* Information given:

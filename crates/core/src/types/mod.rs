//! Core types for Rakuda.
//!
//! This module provides type-safe wrappers for common domain concepts.

pub mod id;
pub mod marketplace;
pub mod money;
pub mod status;

pub use id::*;
pub use marketplace::{Marketplace, MarketplaceParseError};
pub use money::{
    ConversionError, Currency, CurrencyPair, CurrencyParseError, Money, PairParseError,
};
pub use status::*;
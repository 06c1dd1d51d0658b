//! Exchange-rate fetching, storage, and cache.
//!
//! Reads go through the Redis `ExchangeRates` namespace (1h TTL) and fall
//! back to the newest stored rate when the provider is down. Refreshes,
//! periodic or operator-triggered, bypass both caches, persist a history
//! row per pair, and invalidate the namespace.

use std::time::Duration;

use chrono::{DateTime, Utc};
use rakuda_core::{Currency, CurrencyPair};
use rust_decimal::Decimal;
use serde::{Deserialize, Serialize};
use sqlx::PgPool;
use tokio::sync::watch;
use tokio::time::MissedTickBehavior;
use tracing::{error, info, instrument, warn};

use crate::cache::{CacheNamespace, CacheService};
use crate::db::exchange_rates::{self, ExchangeRate};
use crate::error::AppError;
use crate::fx::RateClient;

/// Where a served rate came from.
#[derive(Debug, Clone, Copy, PartialEq, Eq, Serialize, Deserialize)]
#[serde(rename_all = "snake_case")]
pub enum RateSource {
    /// Fetched from the provider (possibly via the Redis cache).
    Provider,
    /// Provider unreachable; newest stored history row.
    Stored,
}

/// A rate as the API serves it.
#[derive(Debug, Clone, Copy, Serialize, Deserialize)]
pub struct RateSnapshot {
    /// The currency pair, quote units per base unit.
    pub pair: CurrencyPair,
    /// The rate.
    pub rate: Decimal,
    /// When the rate was fetched from the provider.
    pub fetched_at: DateTime<Utc>,
    /// Provider or stored fallback.
    pub source: RateSource,
}

impl RateSnapshot {
    fn stored(row: &ExchangeRate) -> Self {
        Self {
            pair: row.pair,
            rate: row.rate,
            fetched_at: row.fetched_at,
            source: RateSource::Stored,
        }
    }
}

/// Exchange-rate service: provider client + history table + Redis cache.
#[derive(Debug, Clone)]
pub struct RatesService {
    pool: PgPool,
    client: RateClient,
    cache: CacheService,
    pairs: Vec<CurrencyPair>,
}

impl RatesService {
    /// Create a new rates service tracking the configured pairs.
    #[must_use]
    pub const fn new(
        pool: PgPool,
        client: RateClient,
        cache: CacheService,
        pairs: Vec<CurrencyPair>,
    ) -> Self {
        Self {
            pool,
            client,
            cache,
            pairs,
        }
    }

    /// Current rate for a pair.
    ///
    /// Served from the Redis cache when fresh; on a miss the provider is
    /// asked and the observation appended to history. When the provider
    /// is unreachable the newest stored rate is served uncached, so the
    /// next request retries the provider.
    ///
    /// # Errors
    ///
    /// Returns error when the provider fails and no stored rate exists,
    /// or when the history lookup itself fails.
    #[instrument(skip(self), fields(pair = %pair))]
    pub async fn latest(&self, pair: CurrencyPair) -> Result<RateSnapshot, AppError> {
        let fetched = self
            .cache
            .get_or_fetch(
                CacheNamespace::ExchangeRates,
                Some(&pair.to_string()),
                || async { self.fetch_and_store(pair).await },
            )
            .await;

        match fetched {
            Ok(snapshot) => Ok(snapshot),
            Err(AppError::Rates(e)) => {
                warn!(error = %e, "Rate provider unavailable, trying stored rates");
                let stored = exchange_rates::latest(&self.pool, pair).await?;
                stored
                    .as_ref()
                    .map(RateSnapshot::stored)
                    .ok_or(AppError::Rates(e))
            }
            Err(e) => Err(e),
        }
    }

    /// Current USD/JPY rate, the one the pricing formula runs on.
    ///
    /// # Errors
    ///
    /// Returns error when neither the provider nor stored history can
    /// supply the rate.
    pub async fn usd_jpy(&self) -> Result<Decimal, AppError> {
        let pair = CurrencyPair::new(Currency::USD, Currency::JPY);
        Ok(self.latest(pair).await?.rate)
    }

    /// Force-refresh every configured pair from the provider.
    ///
    /// Persists a history row per pair and invalidates the
    /// `ExchangeRates` cache namespace. Unlike [`latest`](Self::latest)
    /// this is a mutation: any provider, database, or cache failure
    /// propagates.
    ///
    /// # Errors
    ///
    /// Returns error if any pair cannot be fetched or stored.
    #[instrument(skip(self))]
    pub async fn refresh(&self) -> Result<Vec<RateSnapshot>, AppError> {
        let mut snapshots = Vec::with_capacity(self.pairs.len());

        for &pair in &self.pairs {
            // Evict the in-process copy so the provider is actually asked.
            self.client.evict(pair).await;
            let rate = self.client.fetch_rate(pair).await?;
            let row = exchange_rates::record(&self.pool, pair, rate).await?;

            snapshots.push(RateSnapshot {
                pair,
                rate,
                fetched_at: row.fetched_at,
                source: RateSource::Provider,
            });
        }

        let invalidated = self
            .cache
            .invalidate_namespace(CacheNamespace::ExchangeRates)
            .await?;
        info!(
            pairs = snapshots.len(),
            invalidated, "Exchange rates refreshed"
        );

        Ok(snapshots)
    }

    /// Stored rate history for a pair, newest first.
    ///
    /// # Errors
    ///
    /// Returns error if the database query fails.
    pub async fn history(
        &self,
        pair: CurrencyPair,
        limit: i64,
    ) -> Result<Vec<ExchangeRate>, AppError> {
        Ok(exchange_rates::history(&self.pool, pair, limit).await?)
    }

    /// Periodic refresh loop. Runs until the shutdown signal flips.
    pub async fn run(self, interval_secs: u64, mut shutdown: watch::Receiver<bool>) {
        let mut ticker = tokio::time::interval(Duration::from_secs(interval_secs.max(1)));
        ticker.set_missed_tick_behavior(MissedTickBehavior::Delay);

        loop {
            tokio::select! {
                _ = ticker.tick() => {
                    if let Err(e) = self.refresh().await {
                        error!(error = %e, "Scheduled rate refresh failed");
                    }
                }
                _ = shutdown.changed() => {
                    info!("Rate refresh task stopping");
                    return;
                }
            }
        }
    }

    async fn fetch_and_store(&self, pair: CurrencyPair) -> Result<RateSnapshot, AppError> {
        let rate = self.client.fetch_rate(pair).await?;

        // History also fills from the periodic refresh; an append failing
        // here must not take the read down with it.
        if let Err(e) = exchange_rates::record(&self.pool, pair, rate).await {
            warn!(pair = %pair, error = %e, "Failed to append exchange-rate history");
        }

        Ok(RateSnapshot {
            pair,
            rate,
            fetched_at: Utc::now(),
            source: RateSource::Provider,
        })
    }
}

#[cfg(test)]
#[allow(clippy::unwrap_used)]
mod tests {
    use super::*;

    #[test]
    fn test_rate_snapshot_serializes_source() {
        let snapshot = RateSnapshot {
            pair: CurrencyPair::new(Currency::USD, Currency::JPY),
            rate: Decimal::new(14_732, 2),
            fetched_at: Utc::now(),
            source: RateSource::Stored,
        };

        let json = serde_json::to_value(&snapshot).unwrap();
        assert_eq!(json["source"], "stored");
        assert_eq!(json["rate"], "147.32");
    }
}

* Task statement: Please set down the material above once more, word for word.

* Response area:
filename crates/core/src/types/mod.rs
//! Core types for Rakuda.
//!
//! This module provides type-safe wrappers for common domain concepts.

pub mod id;
pub mod marketplace;
pub mod money;
pub mod status;

pub use id::*;
pub use marketplace::{Marketplace, MarketplaceParseError};
pub use money::{
    ConversionError, Currency, CurrencyPair, CurrencyParseError, Money, PairParseError,
};
pub use status::*;
repository 06c1dd1d51d0658b
//! Exchange-rate fetching, storage, and cache.
//!
//! Reads go through the Redis `ExchangeRates` namespace (1h TTL) and fall
//! back to the newest stored rate when the provider is down. Refreshes,
//! periodic or operator-triggered, bypass both caches, persist a history
//! row per pair, and invalidate the namespace.

use std::time::Duration;

use chrono::{DateTime, Utc};
use rakuda_core::{Currency, CurrencyPair};
use rust_decimal::Decimal;
use serde::{Deserialize, Serialize};
use sqlx::PgPool;
use tokio::sync::watch;
use tokio::time::MissedTickBehavior;
use tracing::{error, info, instrument, warn};

use crate::cache::{CacheNamespace, CacheService};
use crate::db::exchange_rates::{self, ExchangeRate};
use crate::error::AppError;
use crate::fx::RateClient;

/// Where a served rate came from.
#[derive(Debug, Clone, Copy, PartialEq, Eq, Serialize, Deserialize)]
#[serde(rename_all = "snake_case")]
pub enum RateSource {
    /// Fetched from the provider (possibly via the Redis cache).
    Provider,
    /// Provider unreachable; newest stored history row.
    Stored,
}

/// A rate as the API serves it.
#[derive(Debug, Clone, Copy, Serialize, Deserialize)]
pub struct RateSnapshot {
    /// The currency pair, quote units per base unit.
    pub pair: CurrencyPair,
    /// The rate.
    pub rate: Decimal,
    /// When the rate was fetched from the provider.
    pub fetched_at: DateTime<Utc>,
    /// Provider or stored fallback.
    pub source: RateSource,
}

impl RateSnapshot {
    fn stored(row: &ExchangeRate) -> Self {
        Self {
            pair: row.pair,
            rate: row.rate,
            fetched_at: row.fetched_at,
            source: RateSource::Stored,
        }
    }
}

/// Exchange-rate service: provider client + history table + Redis cache.
#[derive(Debug, Clone)]
pub struct RatesService {
    pool: PgPool,
    client: RateClient,
    cache: CacheService,
    pairs: Vec<CurrencyPair>,
}

impl RatesService {
    /// Create a new rates service tracking the configured pairs.
    #[must_use]
    pub const fn new(
        pool: PgPool,
        client: RateClient,
        cache: CacheService,
        pairs: Vec<CurrencyPair>,
    ) -> Self {
        Self {
            pool,
            client,
            cache,
            pairs,
        }
    }

    /// Current rate for a pair.
    ///
    /// Served from the Redis cache when fresh; on a miss the provider is
    /// asked and the observation appended to history. When the provider
    /// is unreachable the newest stored rate is served uncached, so the
    /// next request retries the provider.
    ///
    /// # Errors
    ///
    /// Returns error when the provider fails and no stored rate exists,
    /// or when the history lookup itself fails.
    #[instrument(skip(self), fields(pair = %pair))]
    pub async fn latest(&self, pair: CurrencyPair) -> Result<RateSnapshot, AppError> {
        let fetched = self
            .cache
            .get_or_fetch(
                CacheNamespace::ExchangeRates,
                Some(&pair.to_string()),
                || async { self.fetch_and_store(pair).await },
            )
            .await;

        match fetched {
            Ok(snapshot) => Ok(snapshot),
            Err(AppError::Rates(e)) => {
                warn!(error = %e, "Rate provider unavailable, trying stored rates");
                let stored = exchange_rates::latest(&self.pool, pair).await?;
                stored
                    .as_ref()
                    .map(RateSnapshot::stored)
                    .ok_or(AppError::Rates(e))
            }
            Err(e) => Err(e),
        }
    }

    /// Current USD/JPY rate, the one the pricing formula runs on.
    ///
    /// # Errors
    ///
    /// Returns error when neither the provider nor stored history can
    /// supply the rate.
    pub async fn usd_jpy(&self) -> Result<Decimal, AppError> {
        let pair = CurrencyPair::new(Currency::USD, Currency::JPY);
        Ok(self.latest(pair).await?.rate)
    }

    /// Force-refresh every configured pair from the provider.
    ///
    /// Persists a history row per pair and invalidates the
    /// `ExchangeRates` cache namespace. Unlike [`latest`](Self::latest)
    /// this is a mutation: any provider, database, or cache failure
    /// propagates.
    ///
    /// # Errors
    ///
    /// Returns error if any pair cannot be fetched or stored.
    #[instrument(skip(self))]
    pub async fn refresh(&self) -> Result<Vec<RateSnapshot>, AppError> {
        let mut snapshots = Vec::with_capacity(self.pairs.len());

        for &pair in &self.pairs {
            // Evict the in-process copy so the provider is actually asked.
            self.client.evict(pair).await;
            let rate = self.client.fetch_rate(pair).await?;
            let row = exchange_rates::record(&self.pool, pair, rate).await?;

            snapshots.push(RateSnapshot {
                pair,
                rate,
                fetched_at: row.fetched_at,
                source: RateSource::Provider,
            });
        }

        let invalidated = self
            .cache
            .invalidate_namespace(CacheNamespace::ExchangeRates)
            .await?;
        info!(
            pairs = snapshots.len(),
            invalidated, "Exchange rates refreshed"
        );

        Ok(snapshots)
    }

    /// Stored rate history for a pair, newest first.
    ///
    /// # Errors
    ///
    /// Returns error if the database query fails.
    pub async fn history(
        &self,
        pair: CurrencyPair,
        limit: i64,
    ) -> Result<Vec<ExchangeRate>, AppError> {
        Ok(exchange_rates::history(&self.pool, pair, limit).await?)
    }

    /// Periodic refresh loop. Runs until the shutdown signal flips.
    pub async fn run(self, interval_secs: u64, mut shutdown: watch::Receiver<bool>) {
        let mut ticker = tokio::time::interval(Duration::from_secs(interval_secs.max(1)));
        ticker.set_missed_tick_behavior(MissedTickBehavior::Delay);

        loop {
            tokio::select! {
                _ = ticker.tick() => {
                    if let Err(e) = self.refresh().await {
                        error!(error = %e, "Scheduled rate refresh failed");
                    }
                }
                _ = shutdown.changed() => {
                    info!("Rate refresh task stopping");
                    return;
                }
            }
        }
    }

    async fn fetch_and_store(&self, pair: CurrencyPair) -> Result<RateSnapshot, AppError> {
        let rate = self.client.fetch_rate(pair).await?;

        // History also fills from the periodic refresh; an append failing
        // here must not take the read down with it.
        if let Err(e) = exchange_rates::record(&self.pool, pair, rate).await {
            warn!(pair = %pair, error = %e, "Failed to append exchange-rate history");
        }

        Ok(RateSnapshot {
            pair,
            rate,
            fetched_at: Utc::now(),
            source: RateSource::Provider,
        })
    }
}

#[cfg(test)]
#[allow(clippy::unwrap_used)]
mod tests {
    use super::*;

    #[test]
    fn test_rate_snapshot_serializes_source() {
        let snapshot = RateSnapshot {
            pair: CurrencyPair::new(Currency::USD, Currency::JPY),
            rate: Decimal::new(14_732, 2),
            fetched_at: Utc::now(),
            source: RateSource::Stored,
        };

        let json = serde_json::to_value(&snapshot).unwrap();
        assert_eq!(json["source"], "stored");
        assert_eq!(json["rate"], "147.32");
    }
}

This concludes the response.